しかし、その課題をよく分析すると、OMG(Object Management Group)のMDA(Model-Driven Architecture)が固有に持っている課題、つまり現実的アプローチとのギャップによる課題であることが多い。例えば、モデル駆動型開発のフレームワークやコンポーネント技術への適合性、各種パターンやリファクタリングの適用、テスト、ビルド環境の利用、開発プロセスの進め方や開発チームの役割、モデルを含めた開発成果物の管理などの課題があり、それぞれを解決していく必要がある。しかし、モデルがあればそれらすべてを解決できるという単純な問題ではない。
そこでまず、現在主流のEoD技術である(エンタープライズJava開発環境の)Enterprise Java Beans(以降、EJB) 3.0*1の例を中心に、モデル駆動型開発の視点で見ていこう。
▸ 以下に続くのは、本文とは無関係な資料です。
//! Unit tests for the script parser and validator.

use proptest::prelude::*;

use venn_core::{identifier::Id, scale::StageEdge};

use crate::{
    Command, Script,
    error::{ErrorCode, ParseError, Severity},
    lexer, parser,
};

fn parse_source(source: &str) -> Result<Script, ParseError> {
    let tokens = lexer::tokenize(source)?;
    parser::build_script(&tokens)
}

fn parse_ok(source: &str) -> Script {
    parse_source(source).unwrap_or_else(|e| panic!("expected {source:?} to parse: {e}"))
}

/// Parse, expect failure, and return the error codes in order.
fn error_codes(source: &str) -> Vec<ErrorCode> {
    let err = parse_source(source).expect_err("expected parsing to fail");
    err.diagnostics().iter().filter_map(|d| d.code()).collect()
}

fn default_ids() -> Vec<Id> {
    ["cultural", "leadership", "agile", "change", "robust", "intent"]
        .into_iter()
        .map(Id::new)
        .collect()
}

#[test]
fn test_every_command_parses() {
    let script = parse_ok(
        r#"
        click intent
        background
        handle
        drag 450 400.5
        release
        resize 1.5 0.75
        value intent Medium
        stage intent start "Eval + Adapt"
        rate intent 4
        unrate intent
        place agile 300 -20
        "#,
    );

    let commands: Vec<&Command> = script.commands().iter().map(|c| c.inner()).collect();
    assert_eq!(commands.len(), 11);

    assert!(matches!(commands[0], Command::Click { id } if *id.inner() == "intent"));
    assert_eq!(commands[1], &Command::Background);
    assert_eq!(commands[2], &Command::Handle);
    assert!(matches!(commands[3], Command::Drag { x, y } if *x == 450.0 && *y == 400.5));
    assert_eq!(commands[4], &Command::Release);
    assert!(
        matches!(commands[5], Command::Resize { scale_x, scale_y } if *scale_x == 1.5 && *scale_y == 0.75)
    );
    assert!(matches!(commands[6], Command::Value { value, .. } if value.inner() == "Medium"));
    assert!(matches!(
        commands[7],
        Command::Stage { edge: StageEdge::Start, stage, .. } if stage.inner() == "Eval + Adapt"
    ));
    assert!(matches!(commands[8], Command::Rate { rating, .. } if rating.get() == 4));
    assert!(matches!(commands[9], Command::Unrate { id } if *id.inner() == "intent"));
    assert!(matches!(commands[10], Command::Place { x, y, .. } if *x == 300.0 && *y == -20.0));
}

#[test]
fn test_comments_blank_lines_and_case() {
    let script = parse_ok("// setup\n\nCLICK agile // select\n   \nRelease\n");
    assert_eq!(script.len(), 2);
    assert_eq!(script.commands()[1].inner(), &Command::Release);
}

#[test]
fn test_empty_script() {
    assert!(parse_ok("").is_empty());
    assert!(parse_ok("// only a comment\n").is_empty());
}

#[test]
fn test_command_span_covers_line() {
    let script = parse_ok("release\nplace intent 1 2\n");
    let span = script.commands()[1].span();
    assert_eq!(span.start(), 8);
    assert_eq!(span.end(), 24);
}

#[test]
fn test_unknown_command() {
    let err = parse_source("clik intent").unwrap_err();
    let diag = &err.diagnostics()[0];

    assert_eq!(diag.code(), Some(ErrorCode::E102));
    assert_eq!(diag.labels()[0].span().start(), 0);
    assert_eq!(diag.labels()[0].span().end(), 4);
    assert!(diag.help().unwrap().contains("click"));
}

#[test]
fn test_line_must_start_with_command() {
    assert_eq!(error_codes("42 intent"), vec![ErrorCode::E100]);
}

#[test]
fn test_missing_argument() {
    let err = parse_source("drag 10").unwrap_err();
    let diag = &err.diagnostics()[0];

    assert_eq!(diag.code(), Some(ErrorCode::E101));
    assert_eq!(diag.message(), "missing y coordinate");
    assert!(diag.labels()[0].span().is_empty());
    assert_eq!(diag.labels()[0].span().start(), 7);
    assert_eq!(diag.help(), Some("usage: drag <x> <y>"));
}

#[test]
fn test_wrong_argument_kind() {
    let err = parse_source("drag ten 20").unwrap_err();
    let diag = &err.diagnostics()[0];

    assert_eq!(diag.code(), Some(ErrorCode::E100));
    assert_eq!(diag.message(), "expected x coordinate, found `ten`");
    assert_eq!(diag.labels()[0].span().start(), 5);
}

#[test]
fn test_extra_argument() {
    assert_eq!(error_codes("release now"), vec![ErrorCode::E103]);
}

#[test]
fn test_invalid_rating_and_edge() {
    assert_eq!(error_codes("rate intent 2.5"), vec![ErrorCode::E104]);
    assert_eq!(error_codes("stage intent middle Impact"), vec![ErrorCode::E105]);
}

#[test]
fn test_all_line_errors_collected() {
    let codes = error_codes("clik intent\ndrag 1\nclick intent\nrelease now\n");
    assert_eq!(codes, vec![ErrorCode::E102, ErrorCode::E101, ErrorCode::E103]);
}

#[test]
fn test_lexer_errors_stop_before_parsing() {
    // The unknown command on line 2 is not reported while the file does not lex
    let codes = error_codes("value intent \"Medium\nclik");
    assert_eq!(codes, vec![ErrorCode::E001]);
}

#[test]
fn test_validate_unknown_region_is_warning() {
    let script = parse_ok("click intnet\nrate intnet 9\n");
    let warnings = script.validate(&default_ids());

    // A rating for an unknown region is only reported once, as unknown region
    assert_eq!(warnings.len(), 2);
    assert!(warnings.iter().all(|w| w.severity() == Severity::Warning));
    assert!(warnings.iter().all(|w| w.code() == Some(ErrorCode::E200)));
    assert!(warnings[0].help().unwrap().contains("agile, change, cultural"));
}

#[test]
fn test_validate_axis_values_and_ratings() {
    let script = parse_ok(
        "value intent Huge\nstage intent end Later\nrate intent 0\nvalue intent med\nstage intent start \"Eval + Adapt\"\n",
    );
    let codes: Vec<_> = script
        .validate(&default_ids())
        .iter()
        .filter_map(|w| w.code())
        .collect();

    assert_eq!(codes, vec![ErrorCode::E201, ErrorCode::E201, ErrorCode::E202]);
}

#[test]
fn test_validate_clean_script() {
    let script = parse_ok("click intent\ndrag 450 400\nrelease\nrate intent 5\n");
    assert!(script.validate(&default_ids()).is_empty());
}

proptest! {
    #[test]
    fn prop_place_round_trips_integer_coordinates(x in -2000i32..2000, y in -2000i32..2000) {
        let script = parse_ok(&format!("place intent {x} {y}"));
        match script.commands()[0].inner() {
            Command::Place { x: px, y: py, .. } => {
                prop_assert_eq!(*px, x as f32);
                prop_assert_eq!(*py, y as f32);
            }
            other => prop_assert!(false, "unexpected command {:?}", other),
        }
    }

    #[test]
    fn prop_arbitrary_input_never_panics(source in "[ -~\n]{0,80}") {
        let _ = parse_source(&source);
    }
}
*1 EJB 3.0の詳細については、Java Solutionフォーラムの「J2EE Watch [7] DIとAOPがサーバ・コンポーネント技術を変える」を参照されたい。 |
◆モデル駆動型開発によるEoD
EJB 3.0やPlain Old Java Object(POJO)*2ベースのアーキテクチャの次のような新機能がEoDに貢献する。
- Annotation(アノテーション)
- アスペクト指向(JSF、Spring、HibernateのPOJOベースのアーキテクチャ)
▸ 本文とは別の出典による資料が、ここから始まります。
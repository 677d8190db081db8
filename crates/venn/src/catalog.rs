//! Named combinations of regions.
//!
//! An entry applies when every region it names is present in the diagram.
//! Presence is all that is checked: the regions do not have to overlap
//! geometrically.

use std::collections::HashSet;

use indexmap::IndexSet;

use venn_core::identifier::Id;

use crate::error::VennError;

/// The entries shipped with the tool, in display order.
const BUILTIN_ENTRIES: [(&str, &[&str]); 20] = [
    ("Strategy", &["intent"]),
    ("Cohesion", &["intent", "leadership"]),
    ("Leadership", &["leadership"]),
    ("Dexterity", &["intent", "leadership", "agile"]),
    ("Rigor", &["intent", "agile"]),
    ("Sequencing", &["intent", "robust"]),
    ("Pragmatism", &["intent", "robust", "agile"]),
    (
        "Strategic Readiness",
        &["intent", "leadership", "agile", "robust"],
    ),
    ("Commitment", &["leadership", "agile"]),
    ("Delivery Readiness", &["leadership", "agile", "robust"]),
    ("Activation", &["robust"]),
    ("Execution Mechanics", &["robust", "agile"]),
    ("Data-Driven Decision", &["agile"]),
    ("Fortitude", &["agile", "cultural", "robust"]),
    ("Engagement", &["agile", "cultural"]),
    ("Purpose", &["cultural"]),
    ("Dedication", &["cultural", "change"]),
    (
        "Organizational Realization",
        &["cultural", "change", "agile"],
    ),
    ("Focus", &["agile", "change"]),
    ("Sustainability", &["change"]),
];

/// A label and the regions whose presence makes it applicable.
#[derive(Debug, Clone, PartialEq, Eq)]
pub struct CatalogEntry {
    name: String,
    required_ids: IndexSet<Id>,
}

impl CatalogEntry {
    /// Creates an entry. Repeated ids are kept once, in first-seen order.
    ///
    /// # Errors
    ///
    /// Returns [`VennError::Configuration`] if no id is given.
    pub fn new(
        name: impl Into<String>,
        required_ids: impl IntoIterator<Item = Id>,
    ) -> Result<Self, VennError> {
        let name = name.into();
        let required_ids: IndexSet<Id> = required_ids.into_iter().collect();
        if required_ids.is_empty() {
            return Err(VennError::Configuration(format!(
                "catalog entry `{name}` names no regions"
            )));
        }
        Ok(Self { name, required_ids })
    }

    pub fn name(&self) -> &str {
        &self.name
    }

    /// Required ids in the order the entry lists them.
    pub fn required_ids(&self) -> impl Iterator<Item = Id> + '_ {
        self.required_ids.iter().copied()
    }

    pub fn is_applicable(&self, active_ids: &HashSet<Id>) -> bool {
        self.required_ids.iter().all(|id| active_ids.contains(id))
    }
}

/// Ordered table of [`CatalogEntry`] values.
#[derive(Debug, Clone)]
pub struct IntersectionCatalog {
    entries: Vec<CatalogEntry>,
}

impl IntersectionCatalog {
    pub fn new(entries: Vec<CatalogEntry>) -> Self {
        Self { entries }
    }

    pub fn entries(&self) -> &[CatalogEntry] {
        &self.entries
    }

    /// Entries whose regions are all present, in catalog order.
    pub fn applicable_entries(&self, active_ids: &HashSet<Id>) -> Vec<&CatalogEntry> {
        self.entries
            .iter()
            .filter(|entry| entry.is_applicable(active_ids))
            .collect()
    }

    /// Names of the applicable entries, in catalog order.
    ///
    /// ```
    /// # use std::collections::HashSet;
    /// # use venn::catalog::IntersectionCatalog;
    /// # use venn_core::identifier::Id;
    /// let catalog = IntersectionCatalog::default();
    /// let active: HashSet<Id> = [Id::new("intent"), Id::new("leadership")].into();
    ///
    /// assert_eq!(
    ///     catalog.applicable_labels(&active),
    ///     ["Strategy", "Cohesion", "Leadership"]
    /// );
    /// ```
    pub fn applicable_labels(&self, active_ids: &HashSet<Id>) -> Vec<&str> {
        self.applicable_entries(active_ids)
            .into_iter()
            .map(CatalogEntry::name)
            .collect()
    }

    pub fn len(&self) -> usize {
        self.entries.len()
    }

    pub fn is_empty(&self) -> bool {
        self.entries.is_empty()
    }
}

impl Default for IntersectionCatalog {
    fn default() -> Self {
        let entries = BUILTIN_ENTRIES
            .iter()
            .map(|(name, ids)| CatalogEntry {
                name: (*name).to_string(),
                required_ids: ids.iter().map(|id| Id::new(id)).collect(),
            })
            .collect();
        Self { entries }
    }
}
- Dependency Injection(ディペンデンシー・インジェクション:依存性注入)
- ジェネリック・プログラミング(JDK 5.0)
EJB 3.0やPOJOベースのアーキテクチャでは、これらの機能により開発者がビジネス・ロジックを実装するPOJOの記述に集中できるようになっている。例えば、Annotation機能を用いて、Bean Type、Callback、Object-Relational Mapping、Relationなどの定義をdeployment descriptor(DD)の記述なしに行うこと可能である。@Inject、@EJB、@ResourceといったAnnotation機能によるDependency Injection(以降、DI)を行うことで、EJBなどを見付けるためのコーディングも不要となった。
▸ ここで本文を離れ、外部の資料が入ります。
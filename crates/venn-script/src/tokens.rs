//! Tokens produced by the script lexer.

use std::fmt;

use crate::span::Span;

#[derive(Debug, Clone, PartialEq)]
pub enum Token<'src> {
    /// Bare word: command names, region ids, unquoted values.
    Word(&'src str),
    /// Numeric literal, always read as `f32`.
    Number(f32),
    /// Double-quoted string with escapes resolved.
    StringLiteral(String),
    /// `// ...` up to the end of the line.
    LineComment(&'src str),
    Whitespace,
    Newline,
}

impl Token<'_> {
    /// Tokens that carry no meaning for the parser.
    pub fn is_trivia(&self) -> bool {
        matches!(self, Token::Whitespace | Token::LineComment(_))
    }
}

impl fmt::Display for Token<'_> {
    fn fmt(&self, f: &mut fmt::Formatter<'_>) -> fmt::Result {
        match self {
            Token::Word(word) => write!(f, "`{word}`"),
            Token::Number(number) => write!(f, "number `{number}`"),
            Token::StringLiteral(text) => write!(f, "string \"{text}\""),
            Token::LineComment(_) => write!(f, "comment"),
            Token::Whitespace => write!(f, "whitespace"),
            Token::Newline => write!(f, "end of line"),
        }
    }
}

/// A token with its source span.
#[derive(Debug, Clone, PartialEq)]
pub struct PositionedToken<'src> {
    pub token: Token<'src>,
    pub span: Span,
}

impl<'src> PositionedToken<'src> {
    pub fn new(token: Token<'src>, span: Span) -> Self {
        Self { token, span }
    }
}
*2 POJOとはごく普通のJavaオブジェクトやJavaBeansのことである。詳しくは、Java Solutionフォーラムの「J2EE Watch [2] “誰もが書けるEJB”を実現する「EJB 3.0」」を参照してほしい。 |
さて、これらはJavaのソース・コードをベースとしたEoDである。このEoDを、Java、.NET、C/C++、そのほかの動的タイピング言語など、ドメイン、開発言語や実行環境に依存しないソフトウェア開発技術として「DSL(Domain Specific Language)*3を使うモデル駆動型開発」の観点で見ていこう。
*3 DSLの詳細な定義は後述するので、取りあえずUMLのようなモデル言語と見なしてよい。 |
●Annotation(アノテーション)
JDK 5.0で導入されたAnnotationは、ソース・コードのクラスやメソッドなど一部の言語要素に対してキーワードによる宣言(例えば「@Injection」など)を加えることで、コードの記述量を減らす技術である(=.NET言語のC#における属性:Attributeプログラミングと同じような技術)。コードの一部にインラインにメタデータを挿入し、メタデータ駆動でプログラムを実行する宣言型プログラミングである。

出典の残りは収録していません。